◆ Task instructions ◆
Each record below needs to be written out exactly as it appears.

[Items listed in a dataset]
::::

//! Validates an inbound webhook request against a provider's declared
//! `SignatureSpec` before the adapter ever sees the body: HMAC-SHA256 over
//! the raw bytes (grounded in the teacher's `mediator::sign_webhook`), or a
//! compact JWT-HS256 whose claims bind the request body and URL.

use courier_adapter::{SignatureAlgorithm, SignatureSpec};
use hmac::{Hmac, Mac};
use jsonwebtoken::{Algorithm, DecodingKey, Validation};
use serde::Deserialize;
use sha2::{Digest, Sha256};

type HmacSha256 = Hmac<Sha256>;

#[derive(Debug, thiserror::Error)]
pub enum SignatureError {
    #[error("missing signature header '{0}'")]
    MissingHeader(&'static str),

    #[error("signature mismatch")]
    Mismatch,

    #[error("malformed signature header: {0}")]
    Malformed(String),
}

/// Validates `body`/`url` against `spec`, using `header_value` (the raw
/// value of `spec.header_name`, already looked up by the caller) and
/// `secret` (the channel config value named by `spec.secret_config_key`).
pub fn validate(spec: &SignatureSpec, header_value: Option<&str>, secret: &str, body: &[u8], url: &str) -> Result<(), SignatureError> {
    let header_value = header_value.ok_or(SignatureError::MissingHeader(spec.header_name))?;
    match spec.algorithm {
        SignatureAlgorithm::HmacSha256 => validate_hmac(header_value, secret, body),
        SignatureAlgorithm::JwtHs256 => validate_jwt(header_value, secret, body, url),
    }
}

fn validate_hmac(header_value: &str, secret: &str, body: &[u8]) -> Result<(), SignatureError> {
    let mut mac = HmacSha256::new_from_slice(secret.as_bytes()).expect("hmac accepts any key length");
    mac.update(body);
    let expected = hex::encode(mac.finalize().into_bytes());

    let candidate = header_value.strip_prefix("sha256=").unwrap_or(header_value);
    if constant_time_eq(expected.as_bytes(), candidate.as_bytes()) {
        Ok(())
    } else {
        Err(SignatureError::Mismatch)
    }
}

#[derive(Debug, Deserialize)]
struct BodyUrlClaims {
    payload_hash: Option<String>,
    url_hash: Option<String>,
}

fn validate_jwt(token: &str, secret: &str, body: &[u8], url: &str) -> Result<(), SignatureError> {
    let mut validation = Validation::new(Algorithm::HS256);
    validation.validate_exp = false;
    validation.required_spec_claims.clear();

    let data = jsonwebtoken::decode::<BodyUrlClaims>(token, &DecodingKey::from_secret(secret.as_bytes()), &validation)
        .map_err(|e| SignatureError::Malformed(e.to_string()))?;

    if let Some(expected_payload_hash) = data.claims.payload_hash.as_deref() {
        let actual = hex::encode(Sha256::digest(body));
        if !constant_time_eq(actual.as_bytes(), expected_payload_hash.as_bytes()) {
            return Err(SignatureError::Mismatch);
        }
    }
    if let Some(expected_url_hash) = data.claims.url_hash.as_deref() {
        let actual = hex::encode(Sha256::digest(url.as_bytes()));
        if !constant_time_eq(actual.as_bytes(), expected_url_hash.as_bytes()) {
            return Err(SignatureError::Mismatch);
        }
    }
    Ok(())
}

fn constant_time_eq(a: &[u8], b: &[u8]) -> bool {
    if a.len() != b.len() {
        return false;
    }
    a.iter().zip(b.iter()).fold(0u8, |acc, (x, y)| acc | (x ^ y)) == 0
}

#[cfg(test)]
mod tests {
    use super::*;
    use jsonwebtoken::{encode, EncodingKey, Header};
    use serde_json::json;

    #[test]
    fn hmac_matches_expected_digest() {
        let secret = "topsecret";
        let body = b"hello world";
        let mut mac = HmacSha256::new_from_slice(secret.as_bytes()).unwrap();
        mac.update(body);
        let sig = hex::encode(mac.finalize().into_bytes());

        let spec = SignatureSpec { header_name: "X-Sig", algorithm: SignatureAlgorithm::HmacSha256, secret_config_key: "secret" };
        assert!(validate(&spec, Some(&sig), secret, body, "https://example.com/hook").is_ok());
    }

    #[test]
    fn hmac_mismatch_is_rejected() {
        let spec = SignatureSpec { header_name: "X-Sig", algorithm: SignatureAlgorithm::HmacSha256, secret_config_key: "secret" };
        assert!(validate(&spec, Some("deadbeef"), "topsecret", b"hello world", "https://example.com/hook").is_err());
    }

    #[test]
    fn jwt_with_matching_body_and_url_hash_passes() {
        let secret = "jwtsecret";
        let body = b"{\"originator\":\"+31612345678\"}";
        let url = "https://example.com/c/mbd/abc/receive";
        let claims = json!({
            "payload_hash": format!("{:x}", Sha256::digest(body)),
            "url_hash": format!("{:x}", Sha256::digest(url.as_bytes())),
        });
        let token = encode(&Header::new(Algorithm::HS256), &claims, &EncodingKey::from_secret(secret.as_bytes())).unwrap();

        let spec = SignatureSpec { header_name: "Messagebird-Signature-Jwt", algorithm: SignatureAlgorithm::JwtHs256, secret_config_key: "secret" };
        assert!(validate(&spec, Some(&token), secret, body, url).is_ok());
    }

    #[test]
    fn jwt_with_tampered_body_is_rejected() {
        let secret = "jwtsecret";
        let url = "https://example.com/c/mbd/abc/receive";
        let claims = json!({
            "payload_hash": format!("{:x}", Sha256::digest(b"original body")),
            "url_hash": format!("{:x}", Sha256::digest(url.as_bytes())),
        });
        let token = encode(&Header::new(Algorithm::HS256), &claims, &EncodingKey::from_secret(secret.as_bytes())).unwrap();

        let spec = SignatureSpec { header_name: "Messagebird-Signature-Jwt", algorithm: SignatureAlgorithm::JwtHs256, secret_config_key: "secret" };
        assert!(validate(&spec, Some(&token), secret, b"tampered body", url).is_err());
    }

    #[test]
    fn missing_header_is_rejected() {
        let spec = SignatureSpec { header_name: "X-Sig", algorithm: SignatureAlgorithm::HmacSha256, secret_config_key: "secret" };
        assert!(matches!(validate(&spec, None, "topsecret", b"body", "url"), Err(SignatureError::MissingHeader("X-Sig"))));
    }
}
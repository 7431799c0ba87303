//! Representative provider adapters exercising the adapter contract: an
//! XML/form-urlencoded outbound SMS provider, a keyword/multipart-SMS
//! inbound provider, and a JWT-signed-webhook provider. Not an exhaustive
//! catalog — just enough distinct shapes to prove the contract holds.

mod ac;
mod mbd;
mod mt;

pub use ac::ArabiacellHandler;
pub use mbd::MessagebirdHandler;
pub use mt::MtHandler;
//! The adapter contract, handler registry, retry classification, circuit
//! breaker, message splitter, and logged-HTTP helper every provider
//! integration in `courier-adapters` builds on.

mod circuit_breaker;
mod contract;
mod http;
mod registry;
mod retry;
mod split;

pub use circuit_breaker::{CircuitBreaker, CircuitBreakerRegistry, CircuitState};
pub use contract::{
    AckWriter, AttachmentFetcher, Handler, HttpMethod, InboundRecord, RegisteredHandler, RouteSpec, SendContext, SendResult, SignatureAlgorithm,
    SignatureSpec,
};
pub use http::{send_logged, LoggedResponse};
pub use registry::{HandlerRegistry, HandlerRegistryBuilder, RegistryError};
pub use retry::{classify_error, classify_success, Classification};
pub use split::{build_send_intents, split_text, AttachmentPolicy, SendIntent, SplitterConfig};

::::

◆ Output ◆
//! Validates an inbound webhook request against a provider's declared
//! `SignatureSpec` before the adapter ever sees the body: HMAC-SHA256 over
//! the raw bytes (grounded in the teacher's `mediator::sign_webhook`), or a
//! compact JWT-HS256 whose claims bind the request body and URL.

use courier_adapter::{SignatureAlgorithm, SignatureSpec};
use hmac::{Hmac, Mac};
use jsonwebtoken::{Algorithm, DecodingKey, Validation};
use serde::Deserialize;
use sha2::{Digest, Sha256};

type HmacSha256 = Hmac<Sha256>;

#[derive(Debug, thiserror::Error)]
pub enum SignatureError {
    #[error("missing signature header '{0}'")]
    MissingHeader(&'static str),

    #[error("signature mismatch")]
    Mismatch,

    #[error("malformed signature header: {0}")]
    Malformed(String),
}

/// Validates `body`/`url` against `spec`, using `header_value` (the raw
/// value of `spec.header_name`, already looked up by the caller) and
/// `secret` (the channel config value named by `spec.secret_config_key`).
pub fn validate(spec: &SignatureSpec, header_value: Option<&str>, secret: &str, body: &[u8], url: &str) -> Result<(), SignatureError> {
    let header_value = header_value.ok_or(SignatureError::MissingHeader(spec.header_name))?;
    match spec.algorithm {
        SignatureAlgorithm::HmacSha256 => validate_hmac(header_value, secret, body),
        SignatureAlgorithm::JwtHs256 => validate_jwt(header_value, secret, body, url),
    }
}

fn validate_hmac(header_value: &str, secret: &str, body: &[u8]) -> Result<(), SignatureError> {
    let mut mac = HmacSha256::new_from_slice(secret.as_bytes()).expect("hmac accepts any key length");
    mac.update(body);
    let expected = hex::encode(mac.finalize().into_bytes());

    let candidate = header_value.strip_prefix("sha256=").unwrap_or(header_value);
    if constant_time_eq(expected.as_bytes(), candidate.as_bytes()) {
        Ok(())
    } else {
        Err(SignatureError::Mismatch)
    }
}

#[derive(Debug, Deserialize)]
struct BodyUrlClaims {
    payload_hash: Option<String>,
    url_hash: Option<String>,
}

fn validate_jwt(token: &str, secret: &str, body: &[u8], url: &str) -> Result<(), SignatureError> {
    let mut validation = Validation::new(Algorithm::HS256);
    validation.validate_exp = false;
    validation.required_spec_claims.clear();

    let data = jsonwebtoken::decode::<BodyUrlClaims>(token, &DecodingKey::from_secret(secret.as_bytes()), &validation)
        .map_err(|e| SignatureError::Malformed(e.to_string()))?;

    if let Some(expected_payload_hash) = data.claims.payload_hash.as_deref() {
        let actual = hex::encode(Sha256::digest(body));
        if !constant_time_eq(actual.as_bytes(), expected_payload_hash.as_bytes()) {
            return Err(SignatureError::Mismatch);
        }
    }
    if let Some(expected_url_hash) = data.claims.url_hash.as_deref() {
        let actual = hex::encode(Sha256::digest(url.as_bytes()));
        if !constant_time_eq(actual.as_bytes(), expected_url_hash.as_bytes()) {
            return Err(SignatureError::Mismatch);
        }
    }
    Ok(())
}

fn constant_time_eq(a: &[u8], b: &[u8]) -> bool {
    if a.len() != b.len() {
        return false;
    }
    a.iter().zip(b.iter()).fold(0u8, |acc, (x, y)| acc | (x ^ y)) == 0
}

#[cfg(test)]
mod tests {
    use super::*;
    use jsonwebtoken::{encode, EncodingKey, Header};
    use serde_json::json;

    #[test]
    fn hmac_matches_expected_digest() {
        let secret = "topsecret";
        let body = b"hello world";
        let mut mac = HmacSha256::new_from_slice(secret.as_bytes()).unwrap();
        mac.update(body);
        let sig = hex::encode(mac.finalize().into_bytes());

        let spec = SignatureSpec { header_name: "X-Sig", algorithm: SignatureAlgorithm::HmacSha256, secret_config_key: "secret" };
        assert!(validate(&spec, Some(&sig), secret, body, "https://example.com/hook").is_ok());
    }

    #[test]
    fn hmac_mismatch_is_rejected() {
        let spec = SignatureSpec { header_name: "X-Sig", algorithm: SignatureAlgorithm::HmacSha256, secret_config_key: "secret" };
        assert!(validate(&spec, Some("deadbeef"), "topsecret", b"hello world", "https://example.com/hook").is_err());
    }

    #[test]
    fn jwt_with_matching_body_and_url_hash_passes() {
        let secret = "jwtsecret";
        let body = b"{\"originator\":\"+31612345678\"}";
        let url = "https://example.com/c/mbd/abc/receive";
        let claims = json!({
            "payload_hash": format!("{:x}", Sha256::digest(body)),
            "url_hash": format!("{:x}", Sha256::digest(url.as_bytes())),
        });
        let token = encode(&Header::new(Algorithm::HS256), &claims, &EncodingKey::from_secret(secret.as_bytes())).unwrap();

        let spec = SignatureSpec { header_name: "Messagebird-Signature-Jwt", algorithm: SignatureAlgorithm::JwtHs256, secret_config_key: "secret" };
        assert!(validate(&spec, Some(&token), secret, body, url).is_ok());
    }

    #[test]
    fn jwt_with_tampered_body_is_rejected() {
        let secret = "jwtsecret";
        let url = "https://example.com/c/mbd/abc/receive";
        let claims = json!({
            "payload_hash": format!("{:x}", Sha256::digest(b"original body")),
            "url_hash": format!("{:x}", Sha256::digest(url.as_bytes())),
        });
        let token = encode(&Header::new(Algorithm::HS256), &claims, &EncodingKey::from_secret(secret.as_bytes())).unwrap();

        let spec = SignatureSpec { header_name: "Messagebird-Signature-Jwt", algorithm: SignatureAlgorithm::JwtHs256, secret_config_key: "secret" };
        assert!(validate(&spec, Some(&token), secret, b"tampered body", url).is_err());
    }

    #[test]
    fn missing_header_is_rejected() {
        let spec = SignatureSpec { header_name: "X-Sig", algorithm: SignatureAlgorithm::HmacSha256, secret_config_key: "secret" };
        assert!(matches!(validate(&spec, None, "topsecret", b"body", "url"), Err(SignatureError::MissingHeader("X-Sig"))));
    }
}
repository 7431799c0ba87303
//! Representative provider adapters exercising the adapter contract: an
//! XML/form-urlencoded outbound SMS provider, a keyword/multipart-SMS
//! inbound provider, and a JWT-signed-webhook provider. Not an exhaustive
//! catalog — just enough distinct shapes to prove the contract holds.

mod ac;
mod mbd;
mod mt;

pub use ac::ArabiacellHandler;
pub use mbd::MessagebirdHandler;
pub use mt::MtHandler;
//! The adapter contract, handler registry, retry classification, circuit
//! breaker, message splitter, and logged-HTTP helper every provider
//! integration in `courier-adapters` builds on.

mod circuit_breaker;
mod contract;
mod http;
mod registry;
mod retry;
mod split;

pub use circuit_breaker::{CircuitBreaker, CircuitBreakerRegistry, CircuitState};
pub use contract::{
    AckWriter, AttachmentFetcher, Handler, HttpMethod, InboundRecord, RegisteredHandler, RouteSpec, SendContext, SendResult, SignatureAlgorithm,
    SignatureSpec,
};
pub use http::{send_logged, LoggedResponse};
pub use registry::{HandlerRegistry, HandlerRegistryBuilder, RegistryError};
pub use retry::{classify_error, classify_success, Classification};
pub use split::{build_send_intents, split_text, AttachmentPolicy, SendIntent, SplitterConfig};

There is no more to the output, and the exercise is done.